Uno dei punti fermi del programma economico del presidente eletto Donald Trump è quello di aumentare l’occupazione negli Stati Uniti con un programma conservatore di produzione esclusivamente nazionale: la General Motors è la prima a ricevere una “minaccia” di nuove tasse in tal senso.

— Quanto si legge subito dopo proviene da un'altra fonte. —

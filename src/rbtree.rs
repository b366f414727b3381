//! Red-black tree backing the ordered containers.
//!
//! Every absent edge points at a per-tree sentinel node instead of null. The
//! sentinel is black, links to itself and never holds a value, so rotations and
//! fix-up passes can read the color or the links of a missing child without
//! branching. Its parent link is scratch space: removal writes the parent of
//! the spliced node there so the delete fix-up can climb from an empty position.
//!
//! Nodes are boxed individually and never move. Rotations only relink them, so
//! a node keeps its address from insertion until it is removed.

use crate::aligned::AlignedMemory;
use crate::array::Array;
use crate::optional::Optional;
use std::borrow::Borrow;
use std::cmp::Ordering;
use std::fmt::Debug;
use std::iter::FusedIterator;
use std::marker::PhantomData;
use std::ptr::null_mut;

type Link<T> = *mut Node<T>;

#[derive(Clone, Copy, Debug, PartialEq, Eq)]
enum Color {
    Red,
    Black,
}

struct Node<T> {
    val: AlignedMemory<T>,
    parent: Link<T>,
    left: Link<T>,
    right: Link<T>,
    color: Color,
}

mod sealed {
    pub trait Sealed {}

    impl Sealed for super::Unique {}
    impl Sealed for super::Duplicates {}
}

/// Compile-time switch between the two insertion policies of [`RBTree`].
pub trait DuplicatePolicy: sealed::Sealed {
    const ALLOW_DUPLICATES: bool;

    /// What `insert` returns: the replaced value for [`Unique`], nothing for [`Duplicates`].
    type InsertResult<T>;

    #[doc(hidden)]
    fn inserted<T>() -> Self::InsertResult<T>;

    #[doc(hidden)]
    fn replaced<T>(previous: T) -> Self::InsertResult<T>;

    #[doc(hidden)]
    fn map_result<T, U, F>(result: Self::InsertResult<T>, f: F) -> Self::InsertResult<U>
        where F: FnOnce(T) -> U;
}

/// Equal keys are rejected: inserting one replaces the stored value.
pub enum Unique {}

/// Equal keys are kept side by side, in insertion order.
pub enum Duplicates {}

Prima di lei la Ford aveva preventivato un espansione oltre i confini, in Messico, per poter risparmiare qualcosa sulla mano d’opera ed investire in modo più sostanziale. Quello che era un’investimento di 1,6 miliardi di dollari in Messico è sceso a 700 milioni e verrà usato per ampliare lo stabilimento di Flat Rock già esistente in Michigan. Volendo tralasciare che solo il futuro e l’andamento dei prezzi stabiliranno se si tratterà di una soluzione vantaggiosa per i consumatori Donald Trump, allo stesso tempo e sempre attraverso il suo account, ha preso di mira la General Motors minacciando l’istituzione di una”border tax“, ovvero una “grande imposta doganale” per le auto che verranno prodotte all’estero e non sul territorio degli Stati Uniti. Attualmente uno dei modelli di punta dell’azienda automobilistica, la Chevy Cruz, è prodotto in Messico. Il suo tweet recitava: “Fatelo in Usa oppure pagate una consistente tassa“.

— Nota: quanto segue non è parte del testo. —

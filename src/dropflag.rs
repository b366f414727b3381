//! This module is for testing only

use std::cell::RefCell;
use std::cmp::Ordering;
use std::rc::Rc;

pub type DropFlag<T> = Rc<RefCell<T>>;

pub fn counter() -> DropFlag<usize> {
    DropFlag::new(RefCell::new(0))
}

pub struct Droppable {
    pub dropflag: DropFlag<bool>,
}

impl Drop for Droppable {
    fn drop(&mut self) {
        *self.dropflag.borrow_mut() = true;
    }
}

/// Counts its own drops into a shared flag. Compared and ordered by `value` only,
/// so it can live in ordered containers.
#[derive(Debug)]
pub struct Tracked {
    pub value: i32,
    pub drops: DropFlag<usize>,
}

impl Tracked {
    pub fn new(value: i32, drops: &DropFlag<usize>) -> Tracked {
        Tracked { value, drops: drops.clone() }
    }
}

impl Clone for Tracked {
    fn clone(&self) -> Self {
        Tracked::new(self.value, &self.drops)
    }
}

impl Drop for Tracked {
    fn drop(&mut self) {
        *self.drops.borrow_mut() += 1;
    }
}

impl PartialEq for Tracked {
    fn eq(&self, other: &Self) -> bool {
        self.value == other.value
    }
}

impl Eq for Tracked {}

impl PartialOrd for Tracked {
    fn partial_cmp(&self, other: &Self) -> Option<Ordering> {
        Some(self.cmp(other))
    }
}

impl Ord for Tracked {
    fn cmp(&self, other: &Self) -> Ordering {
        self.value.cmp(&other.value)
    }
}

#[test]
fn dropflag() {
    let flag = DropFlag::new(RefCell::new(false));
    let droppable = Droppable { dropflag: flag.clone() };
    assert_eq!(false, *flag.borrow());
    std::mem::drop(droppable);
    assert_eq!(true, *flag.borrow());
}

#[test]
fn tracked_counts_every_drop() {
    let drops = counter();
    let a = Tracked::new(1, &drops);
    let b = a.clone();
    assert_eq!(a, b);
    drop(a);
    drop(b);
    assert_eq!(2, *drops.borrow());
}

Per quanto in diversi casi maggiori regolamentazioni a livello economico potrebbero portare ad una sistemazione di alcune problematiche relative al commercio negli Stati Uniti, un eccessivo accanimento contro le aziende non solo rischierebbe di influenzare negativamente i consumi ma anche destabilizzare l’attuale certezza occupazionale in alcuni settori. Il mercato è cosciente di questo? Cosa succederà se effettivamente nuove tasse verranno create in tal senso?